Collaborative research assignments enable learners to work as a team and explore a significant topic to the course, though it might not be covered in the class before. Working in groups helps students to cover more than each student would have covered on his or her own. Additionally, they can come up with various strategies and discuss which among them is the best and why (Dartmouth, 2012). At times, collaborative research gives rise to other collaborative assignments; for example, group presentations or papers. In group presentations, instructors are expected to prepare topics and questions for various groups to consider, and later make presentations to the rest of the class. One of the major advantages of this method is that it permits the weaker learners to depend on the stronger ones for success. This way, students are able to help their peers in one way or the other, some of which are critical areas that the less advantaged could not open up to the instructor.

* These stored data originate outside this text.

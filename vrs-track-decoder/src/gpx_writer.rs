//! GPX serialization
//!
//! Turns the accumulated point sequence into a GPX document with exactly one
//! track holding exactly one segment, and writes it through the `gpx` crate.
//! The document is emitted as GPX 1.0 - the schema revision that still has a
//! `speed` element on track points.
//!
//! Timestamps live as `chrono::DateTime<Utc>` everywhere else in this crate;
//! the bridge to the `time::OffsetDateTime` the `gpx` crate expects happens
//! only here.

use crate::types::{DecoderError, Result, Timestamp, TrackPoint};
use geo_types::Point;
use gpx::{Gpx, GpxVersion, Track, TrackSegment, Waypoint};
use std::fs::File;
use std::io::{BufWriter, Write};
use std::path::Path;
use time::OffsetDateTime;

/// Creator string embedded in the output document
pub const CREATOR: &str = "vrs2gpx";

/// Build a single-track, single-segment GPX document from the points
pub fn to_gpx(points: &[TrackPoint]) -> Result<Gpx> {
    let mut segment = TrackSegment::default();
    for point in points {
        segment.points.push(to_waypoint(point)?);
    }

    let mut track = Track::default();
    track.segments.push(segment);

    let mut gpx = Gpx::default();
    gpx.version = GpxVersion::Gpx10;
    gpx.creator = Some(CREATOR.to_string());
    gpx.tracks.push(track);
    Ok(gpx)
}

/// Serialize a GPX document to any writer
pub fn write_gpx<W: Write>(gpx: &Gpx, writer: W) -> Result<()> {
    gpx::write(gpx, writer).map_err(|e| DecoderError::GpxWrite(e.to_string()))
}

/// Build and write the track document to `path`, overwriting any existing file
pub fn write_track_file(path: &Path, points: &[TrackPoint]) -> Result<()> {
    let gpx = to_gpx(points)?;
    let file = File::create(path)
        .map_err(|e| DecoderError::GpxWrite(format!("{:?}: {}", path, e)))?;
    write_gpx(&gpx, BufWriter::new(file))?;
    log::info!("Wrote {} points to {:?}", points.len(), path);
    Ok(())
}

fn to_waypoint(point: &TrackPoint) -> Result<Waypoint> {
    // gpx waypoints take (x, y) = (longitude, latitude)
    let mut waypoint = Waypoint::new(Point::new(point.longitude, point.latitude));
    waypoint.elevation = point.elevation;
    waypoint.speed = point.speed;
    waypoint.time = Some(to_gpx_time(point.time)?.into());
    Ok(waypoint)
}

fn to_gpx_time(time: Timestamp) -> Result<OffsetDateTime> {
    let nanos = time
        .timestamp_nanos_opt()
        .ok_or_else(|| DecoderError::GpxWrite(format!("timestamp out of range: {}", time)))?;
    OffsetDateTime::from_unix_timestamp_nanos(i128::from(nanos))
        .map_err(|e| DecoderError::GpxWrite(format!("timestamp out of range: {}", e)))
}

#[cfg(test)]
mod tests {
    use super::*;
    use chrono::DateTime;

    fn sample_points() -> Vec<TrackPoint> {
        let mut first = TrackPoint::new(51.0, -0.1, DateTime::from_timestamp(1, 0).unwrap());
        first.elevation = Some(35000.0);
        let mut second = TrackPoint::new(51.1, -0.2, DateTime::from_timestamp(2, 0).unwrap());
        second.speed = Some(450.0);
        vec![first, second]
    }

    #[test]
    fn test_single_track_single_segment() {
        let gpx = to_gpx(&sample_points()).unwrap();
        assert_eq!(gpx.tracks.len(), 1);
        assert_eq!(gpx.tracks[0].segments.len(), 1);
        assert_eq!(gpx.tracks[0].segments[0].points.len(), 2);
        assert_eq!(gpx.creator.as_deref(), Some(CREATOR));
    }

    #[test]
    fn test_waypoint_fields() {
        let gpx = to_gpx(&sample_points()).unwrap();
        let points = &gpx.tracks[0].segments[0].points;

        let first = points[0].point();
        assert_eq!(first.y(), 51.0);
        assert_eq!(first.x(), -0.1);
        assert_eq!(points[0].elevation, Some(35000.0));
        assert_eq!(points[0].speed, None);
        assert_eq!(points[1].speed, Some(450.0));
        assert!(points[0].time.is_some());
    }

    #[test]
    fn test_empty_track_serializes() {
        let gpx = to_gpx(&[]).unwrap();
        let mut buffer = Vec::new();
        write_gpx(&gpx, &mut buffer).unwrap();

        let xml = String::from_utf8(buffer).unwrap();
        assert!(xml.contains("<gpx"));
        assert!(xml.contains("<trk"));
    }

    #[test]
    fn test_written_document_is_deterministic() {
        // Same points in, byte-identical XML out - the idempotence half of
        // the pipeline that does not depend on the filesystem
        let points = sample_points();
        let mut first = Vec::new();
        let mut second = Vec::new();
        write_gpx(&to_gpx(&points).unwrap(), &mut first).unwrap();
        write_gpx(&to_gpx(&points).unwrap(), &mut second).unwrap();
        assert_eq!(first, second);
    }

    #[test]
    fn test_written_document_contains_coordinates() {
        let points = sample_points();
        let mut buffer = Vec::new();
        write_gpx(&to_gpx(&points).unwrap(), &mut buffer).unwrap();

        let xml = String::from_utf8(buffer).unwrap();
        assert!(xml.contains("lat="));
        assert!(xml.contains("lon="));
        assert!(xml.contains("1970-01-01"));
    }
}
//! Core types for the VRS track decoder library
//!
//! This module defines the fundamental types shared by the scanner and the
//! track builder. The decoder is stateless and only produces track points -
//! it does not follow aircraft across snapshots or keep any history of its own.

use chrono::{DateTime, Utc};
use std::fmt;

/// Timestamp type used throughout the decoder
pub type Timestamp = DateTime<Utc>;

/// Result type for decoder operations
pub type Result<T> = std::result::Result<T, DecoderError>;

/// Errors that can occur while scanning or building a track
#[derive(Debug, thiserror::Error)]
pub enum DecoderError {
    #[error("Failed to read snapshot file: {0}")]
    SnapshotRead(String),

    #[error("Failed to parse snapshot JSON: {0}")]
    SnapshotParse(String),

    #[error("Failed to read input directory: {0}")]
    DirectoryRead(String),

    #[error("Failed to start scan worker pool: {0}")]
    WorkerPool(String),

    #[error("Failed to write GPX output: {0}")]
    GpxWrite(String),

    #[error("IO error: {0}")]
    IoError(#[from] std::io::Error),
}

/// Trail encoding carried by an aircraft record, derived from the `TT` field
///
/// The compact trail array packs values in groups of 3 or 4. The group size
/// and the meaning of the 4th element are governed entirely by this indicator.
#[derive(Debug, Clone, Copy, PartialEq, Eq)]
pub enum TrailKind {
    /// Groups of 3: latitude, longitude, timestamp
    PositionOnly,
    /// Groups of 4: latitude, longitude, timestamp, altitude
    Altitude,
    /// Groups of 4: latitude, longitude, timestamp, speed
    Speed,
}

impl TrailKind {
    /// Derive the trail kind from the `TT` indicator field
    ///
    /// Absent, empty or unrecognized indicators all mean position-only groups.
    pub fn from_indicator(indicator: Option<&str>) -> Self {
        match indicator {
            Some("a") => TrailKind::Altitude,
            Some("s") => TrailKind::Speed,
            _ => TrailKind::PositionOnly,
        }
    }

    /// Number of values per trail group for this kind
    pub fn group_size(&self) -> usize {
        match self {
            TrailKind::PositionOnly => 3,
            TrailKind::Altitude | TrailKind::Speed => 4,
        }
    }
}

impl fmt::Display for TrailKind {
    fn fmt(&self, f: &mut fmt::Formatter<'_>) -> fmt::Result {
        match self {
            TrailKind::PositionOnly => write!(f, "position-only"),
            TrailKind::Altitude => write!(f, "altitude"),
            TrailKind::Speed => write!(f, "speed"),
        }
    }
}

/// A single normalized position sample - the only entity that survives into
/// the output document
#[derive(Debug, Clone, PartialEq)]
pub struct TrackPoint {
    /// Latitude in decimal degrees
    pub latitude: f64,
    /// Longitude in decimal degrees
    pub longitude: f64,
    /// Absolute UTC instant the position was seen at
    pub time: Timestamp,
    /// Altitude, when the source record carried one
    pub elevation: Option<f64>,
    /// Ground speed, when the source record carried one
    pub speed: Option<f64>,
}

impl TrackPoint {
    /// Create a point with neither elevation nor speed set
    pub fn new(latitude: f64, longitude: f64, time: Timestamp) -> Self {
        Self {
            latitude,
            longitude,
            time,
            elevation: None,
            speed: None,
        }
    }
}

/// Why a record contributed zero points to the track
///
/// The original tool swallowed these outcomes; here every skipped record is
/// reported with its reason so callers can surface them.
#[derive(Debug, Clone, PartialEq, thiserror::Error)]
pub enum SkipReason {
    #[error("trail length {len} is not a multiple of group size {group}")]
    UnevenTrail { len: usize, group: usize },

    #[error("trail element at offset {0} is not a number")]
    NonNumericTrail(usize),

    #[error("timestamp {0} is outside the representable range")]
    TimestampOutOfRange(i64),

    #[error("position record is missing the {0} field")]
    MissingField(&'static str),
}
//! Compact trail array decoder
//!
//! The `Cos` array packs an aircraft's recent movement history as a flat
//! numeric sequence in groups of 3 or 4 values:
//!
//! - `TT` absent or empty: `[latitude, longitude, epoch-millis]`
//! - `TT = "a"`: `[latitude, longitude, epoch-millis, altitude]`
//! - `TT = "s"`: `[latitude, longitude, epoch-millis, speed]`
//!
//! Groups are ordered oldest-first within a file. The group size is computed
//! from the indicator before any slicing happens; a trail whose length does
//! not divide by it is rejected as a whole. Trail timestamps are JavaScript
//! ticks (milliseconds since the Unix epoch) and are converted to absolute
//! UTC instants here.

use crate::types::{SkipReason, TrackPoint, TrailKind};
use chrono::DateTime;
use serde_json::Value;

/// Decode a trail array into track points, oldest first
///
/// Returns a `SkipReason` for the whole record on any malformed group -
/// there is no partial emission.
pub fn decode_trail(values: &[Value], kind: TrailKind) -> Result<Vec<TrackPoint>, SkipReason> {
    let group = kind.group_size();
    if values.len() % group != 0 {
        return Err(SkipReason::UnevenTrail {
            len: values.len(),
            group,
        });
    }

    let mut points = Vec::with_capacity(values.len() / group);
    for (index, chunk) in values.chunks_exact(group).enumerate() {
        let base = index * group;
        let latitude = number_at(chunk, 0, base)?;
        let longitude = number_at(chunk, 1, base)?;
        let millis = number_at(chunk, 2, base)? as i64;

        let time = DateTime::from_timestamp_millis(millis)
            .ok_or(SkipReason::TimestampOutOfRange(millis))?;

        let mut point = TrackPoint::new(latitude, longitude, time);
        match kind {
            TrailKind::Altitude => point.elevation = Some(number_at(chunk, 3, base)?),
            TrailKind::Speed => point.speed = Some(number_at(chunk, 3, base)?),
            TrailKind::PositionOnly => {}
        }
        points.push(point);
    }

    Ok(points)
}

/// Read one trail element as a number, reporting its absolute offset on failure
fn number_at(chunk: &[Value], offset: usize, base: usize) -> Result<f64, SkipReason> {
    chunk[offset]
        .as_f64()
        .ok_or(SkipReason::NonNumericTrail(base + offset))
}

#[cfg(test)]
mod tests {
    use super::*;

    fn values(numbers: &[f64]) -> Vec<Value> {
        numbers.iter().map(|n| serde_json::json!(n)).collect()
    }

    #[test]
    fn test_position_only_triples() {
        let trail = values(&[51.0, -0.1, 1000.0, 51.1, -0.2, 2000.0]);
        let points = decode_trail(&trail, TrailKind::PositionOnly).unwrap();

        assert_eq!(points.len(), 2);
        for point in &points {
            assert_eq!(point.elevation, None);
            assert_eq!(point.speed, None);
        }
        assert_eq!(points[0].latitude, 51.0);
        assert_eq!(points[1].longitude, -0.2);
    }

    #[test]
    fn test_millis_conversion() {
        // 1000 ms of JavaScript ticks is one second past the epoch
        let trail = values(&[51.0, -0.1, 1000.0]);
        let points = decode_trail(&trail, TrailKind::PositionOnly).unwrap();
        assert_eq!(points[0].time, DateTime::from_timestamp(1, 0).unwrap());
    }

    #[test]
    fn test_altitude_quadruples() {
        let trail = values(&[51.0, -0.1, 1000.0, 35000.0, 51.1, -0.2, 2000.0, 36000.0]);
        let points = decode_trail(&trail, TrailKind::Altitude).unwrap();

        assert_eq!(points.len(), 2);
        assert_eq!(points[0].elevation, Some(35000.0));
        assert_eq!(points[1].elevation, Some(36000.0));
        assert_eq!(points[0].speed, None);
    }

    #[test]
    fn test_speed_quadruples() {
        let trail = values(&[51.0, -0.1, 1000.0, 450.0]);
        let points = decode_trail(&trail, TrailKind::Speed).unwrap();

        assert_eq!(points[0].speed, Some(450.0));
        assert_eq!(points[0].elevation, None);
    }

    #[test]
    fn test_uneven_length_rejected() {
        let trail = values(&[51.0, -0.1, 1000.0, 51.1]);
        let result = decode_trail(&trail, TrailKind::PositionOnly);
        assert_eq!(
            result,
            Err(SkipReason::UnevenTrail { len: 4, group: 3 })
        );
    }

    #[test]
    fn test_stride_matches_group_size() {
        // Two position-only triples must decode as two points, not be
        // misread at a stride of four
        let trail = values(&[10.0, 20.0, 1000.0, 30.0, 40.0, 2000.0]);
        let points = decode_trail(&trail, TrailKind::PositionOnly).unwrap();

        assert_eq!(points.len(), 2);
        assert_eq!(points[1].latitude, 30.0);
        assert_eq!(points[1].longitude, 40.0);
        assert_eq!(points[1].time, DateTime::from_timestamp(2, 0).unwrap());
    }

    #[test]
    fn test_non_numeric_element_rejected() {
        let mut trail = values(&[51.0, -0.1]);
        trail.push(serde_json::json!("not-a-number"));

        let result = decode_trail(&trail, TrailKind::PositionOnly);
        assert_eq!(result, Err(SkipReason::NonNumericTrail(2)));
    }

    #[test]
    fn test_empty_trail_yields_no_points() {
        let points = decode_trail(&[], TrailKind::PositionOnly).unwrap();
        assert!(points.is_empty());
    }
}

Collaborative papers are used just like group presentations and collaborative research tasks. They enable the instructor to ask learners to engage in activities that have not been tackled in class. Learners are normally requested to produce the final paper together: they might sometimes be requested to research the paper together or alternatively divide it into various sections and then merge various portions harmoniously, as though it was from a single author (Hongling, 2012). One of the main advantages of group papers is that they demand that students take into consideration stages of their writing process as they sub-divide the work amongst themselves. Finally, there are the discussion groups where students are instructed to meet either informally or formally, and discuss texts that might seem difficult to them. Discussions are highly improved when the class is divided into smaller groups and students are furnished with questions to consider (Dartmouth, 2012).

Conclusion

In conclusion, it can be inferred that collaboration is undoubtedly one of the most effective methods of improving learning in modern society. This follows the notion that it involves a number of activities that were previously absent in techniques that were used a few decades ago. As already observed above, papers that have been prepared individually immensely differ from those that have been prepared in a group in terms of quality. Students also get an opportunity to improve their knowledge and skills, as well as reduce errors that they could be making in their personal works. They additionally acquire assessment skills through the peer evaluation activities that they engage in under the instructors’ supervision. Allowing students to put forward their views, opinions and arguments can, thus, be deemed crucial in the improvement of the learning process.